Estimating the Density of States of Boolean Satisfiability Problems on Classical and Quantum Computing Platforms
This addresses a computationally intensive problem in AI and optimization with potential applications in real-world scenarios, though it appears incremental as it builds on existing QUBO and quantum annealing methods.
The paper tackles the problem of estimating the density of states for Boolean satisfiability problems, which is computationally infeasible with state-of-the-art methods, by proposing a novel approach based on concentration of measure inequalities that yields a QUBO formulation suitable for quantum annealing, and compares results from a D-Wave quantum annealer against classical algorithms like HFS and SMT solvers, showing competitive performance.

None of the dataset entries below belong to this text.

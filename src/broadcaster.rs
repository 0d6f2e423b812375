//! Device-presence broadcasting with per-new-reader replay.
//!
//! Durability QoS cannot express "every subscriber sees the current device
//! set exactly once": transient-local would replay stale records for devices
//! that have since disappeared, and volatile drops the record before late
//! subscribers arrive. So the broadcaster keeps no log at all; instead, every
//! device gets its own writer on the shared broadcast topic, and a listener
//! on that writer flags it whenever a new reader matches. A dedicated
//! announcer loop wakes on the flag, scans all device handles on the
//! broadcaster dispatcher, and re-posts the current record for each flagged
//! writer. One wake-up is enough to serve any number of pending joins.
//!
//! Shared-memory delivery stays off on this topic: over shared memory a
//! sample can outrun the endpoint handshake and get discarded by a reader
//! that does not recognize the writer yet, while over the reliable path the
//! handshake completes first.
//!
//! Removing a device deletes its writer; subscribers observe the unmatch.

use crate::bus::{Guid, Participant, Publisher, Qos, Topic, WriterListener};
use crate::device::info::{DEVICE_INFO_TOPIC, DEVICE_INFO_TYPE, DeviceInfo};
use crate::dispatcher::{DEFAULT_QUEUE_DEPTH, Dispatcher};
use crate::error::Result;
use parking_lot::{Condvar, Mutex};
use std::collections::HashMap;
use std::sync::atomic::{AtomicBool, Ordering};
use std::sync::{Arc, Weak};
use std::thread::JoinHandle;

struct DeviceHandle {
    info: DeviceInfo,
    writer: crate::bus::Writer,
    /// Armed by the writer's listener whenever a new reader matches; cleared
    /// once the current record has been posted for that writer.
    needs_send: Arc<AtomicBool>,
}

struct Shared {
    publisher: Publisher,
    topic: Topic,
    /// Mutated only from the broadcaster dispatcher.
    devices: Mutex<HashMap<String, DeviceHandle>>,
    wake: Mutex<bool>,
    wake_cv: Condvar,
    active: AtomicBool,
}

/// Listener attached to each device writer. Runs on bus threads, so it only
/// sets flags and signals the announcer; the actual write happens on the
/// broadcaster dispatcher.
struct ClientListener {
    needs_send: Arc<AtomicBool>,
    shared: Weak<Shared>,
}

impl WriterListener for ClientListener {
    fn on_subscription_matched(&self, delta: i32, reader: Guid) {
        if delta > 0 {
            log::debug!("device-info reader {} discovered", reader);
            let Some(shared) = self.shared.upgrade() else {
                return;
            };
            self.needs_send.store(true, Ordering::Relaxed);
            *shared.wake.lock() = true;
            shared.wake_cv.notify_all();
        } else {
            log::debug!("device-info reader {} disappeared", reader);
        }
    }
}

/// Announces attached devices on the broadcast topic for as long as they are
/// present, replaying the current record to every subscriber that joins.
pub struct Broadcaster {
    shared: Arc<Shared>,
    dispatcher: Arc<Dispatcher>,
    announcer: Mutex<Option<JoinHandle<()>>>,
}

impl Broadcaster {
    pub fn new(participant: &Participant) -> Result<Self> {
        let topic = participant.create_topic(DEVICE_INFO_TOPIC, DEVICE_INFO_TYPE)?;
        Ok(Self {
            shared: Arc::new(Shared {
                publisher: participant.create_publisher(),
                topic,
                devices: Mutex::new(HashMap::new()),
                wake: Mutex::new(false),
                wake_cv: Condvar::new(),
                active: AtomicBool::new(false),
            }),
            dispatcher: Arc::new(Dispatcher::new("broadcaster", DEFAULT_QUEUE_DEPTH)),
            announcer: Mutex::new(None),
        })
    }

    /// Start the dispatcher and the announcer loop.
    pub fn run(&self) -> Result<()> {
        self.shared.active.store(true, Ordering::Relaxed);
        self.dispatcher.start();

        let shared = Arc::clone(&self.shared);
        let dispatcher = Arc::clone(&self.dispatcher);
        let handle = std::thread::Builder::new()
            .name("announcer".to_string())
            .spawn(move || {
                loop {
                    {
                        let mut wake = shared.wake.lock();
                        while !*wake && shared.active.load(Ordering::Relaxed) {
                            shared.wake_cv.wait(&mut wake);
                        }
                        if !shared.active.load(Ordering::Relaxed) {
                            break;
                        }
                        *wake = false;
                    }
                    let scan = Arc::clone(&shared);
                    dispatcher.invoke(move |_| announce_pending(&scan));
                }
                log::debug!("announcer exiting");
            })?;
        *self.announcer.lock() = Some(handle);
        log::info!("device broadcaster running");
        Ok(())
    }

    /// Register a device and arm it for replay. Returns the device topic root.
    ///
    /// The record itself is posted by the announcer: creating the writer
    /// matches any readers already on the topic, which flags the handle.
    pub fn add_device(&self, info: DeviceInfo) -> String {
        let topic_root = info.topic_root.clone();
        let shared = Arc::clone(&self.shared);
        self.dispatcher.invoke(move |_| {
            let mut devices = shared.devices.lock();
            if devices.contains_key(&info.serial) {
                log::warn!("device '{}' is already broadcast", info.serial);
                return;
            }
            let needs_send = Arc::new(AtomicBool::new(false));
            let listener = Arc::new(ClientListener {
                needs_send: Arc::clone(&needs_send),
                shared: Arc::downgrade(&shared),
            });
            let qos = Qos::reliable().keep_last(1).no_data_sharing();
            match shared
                .publisher
                .create_writer(&shared.topic, qos, Some(listener))
            {
                Ok(writer) => {
                    log::info!("broadcasting device '{}' ({})", info.name, info.serial);
                    devices.insert(
                        info.serial.clone(),
                        DeviceHandle {
                            info,
                            writer,
                            needs_send,
                        },
                    );
                }
                Err(e) => log::error!("failed to create device writer: {}", e),
            }
        });
        topic_root
    }

    /// Drop a device's writer; matched subscribers observe the unmatch.
    pub fn remove_device(&self, serial: &str) {
        let serial = serial.to_string();
        let shared = Arc::clone(&self.shared);
        self.dispatcher.invoke(move |_| {
            match shared.devices.lock().remove(&serial) {
                Some(handle) => {
                    log::info!("no longer broadcasting device '{}'", serial);
                    shared.publisher.delete_writer(handle.writer);
                }
                None => log::warn!("device '{}' was not broadcast", serial),
            }
        });
    }

    pub fn device_count(&self) -> usize {
        self.shared.devices.lock().len()
    }

    /// Wake the announcer, stop the dispatcher, drop all writers.
    pub fn stop(&self) {
        if !self.shared.active.swap(false, Ordering::Relaxed) {
            return;
        }
        self.shared.wake_cv.notify_all();
        if let Some(handle) = self.announcer.lock().take() {
            let _ = handle.join();
        }
        self.dispatcher.stop();
        // The dispatcher is stopped, so the handle map is ours now.
        self.shared.devices.lock().clear();
    }
}

impl Drop for Broadcaster {
    fn drop(&mut self) {
        self.stop();
    }
}

/// Post the current record for every flagged handle. Runs on the broadcaster
/// dispatcher; a failed write leaves the flag armed for the next cycle.
fn announce_pending(shared: &Shared) {
    let devices = shared.devices.lock();
    for handle in devices.values() {
        if !handle.needs_send.load(Ordering::Relaxed) {
            continue;
        }
        let payload = match serde_json::to_vec(&handle.info) {
            Ok(payload) => payload,
            Err(e) => {
                log::error!("failed to encode device info: {}", e);
                continue;
            }
        };
        match handle.writer.write(&payload) {
            Ok(()) => {
                log::debug!("device info for '{}' sent", handle.info.serial);
                handle.needs_send.store(false, Ordering::Relaxed);
            }
            Err(e) => {
                log::error!(
                    "failed to write device info for '{}': {}",
                    handle.info.serial,
                    e
                );
            }
        }
    }
}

Given a Boolean formula $φ(x)$ in conjunctive normal form (CNF), the density of states counts the number of variable assignments that violate exactly $e$ clauses, for all values of $e$. Thus, the density of states is a histogram of the number of unsatisfied clauses over all possible assignments. This computation generalizes both maximum-satisfiability (MAX-SAT) and model counting problems and not only provides insight into the entire solution space, but also yields a measure for the \emph{hardness} of the problem instance. Consequently, in real-world scenarios, this problem is typically infeasible even when using state-of-the-art algorithms. While finding an exact answer to this problem is a computationally intensive task, we propose a novel approach for estimating density of states based on the concentration of measure inequalities. The methodology results in a quadratic unconstrained binary optimization (QUBO), which is particularly amenable to quantum annealing-based solutions. We present the overall approach and compare results from the D-Wave quantum annealer against the best-known classical algorithms such as the Hamze-de Freitas-Selby (HFS) algorithm and satisfiability modulo theory (SMT) solvers.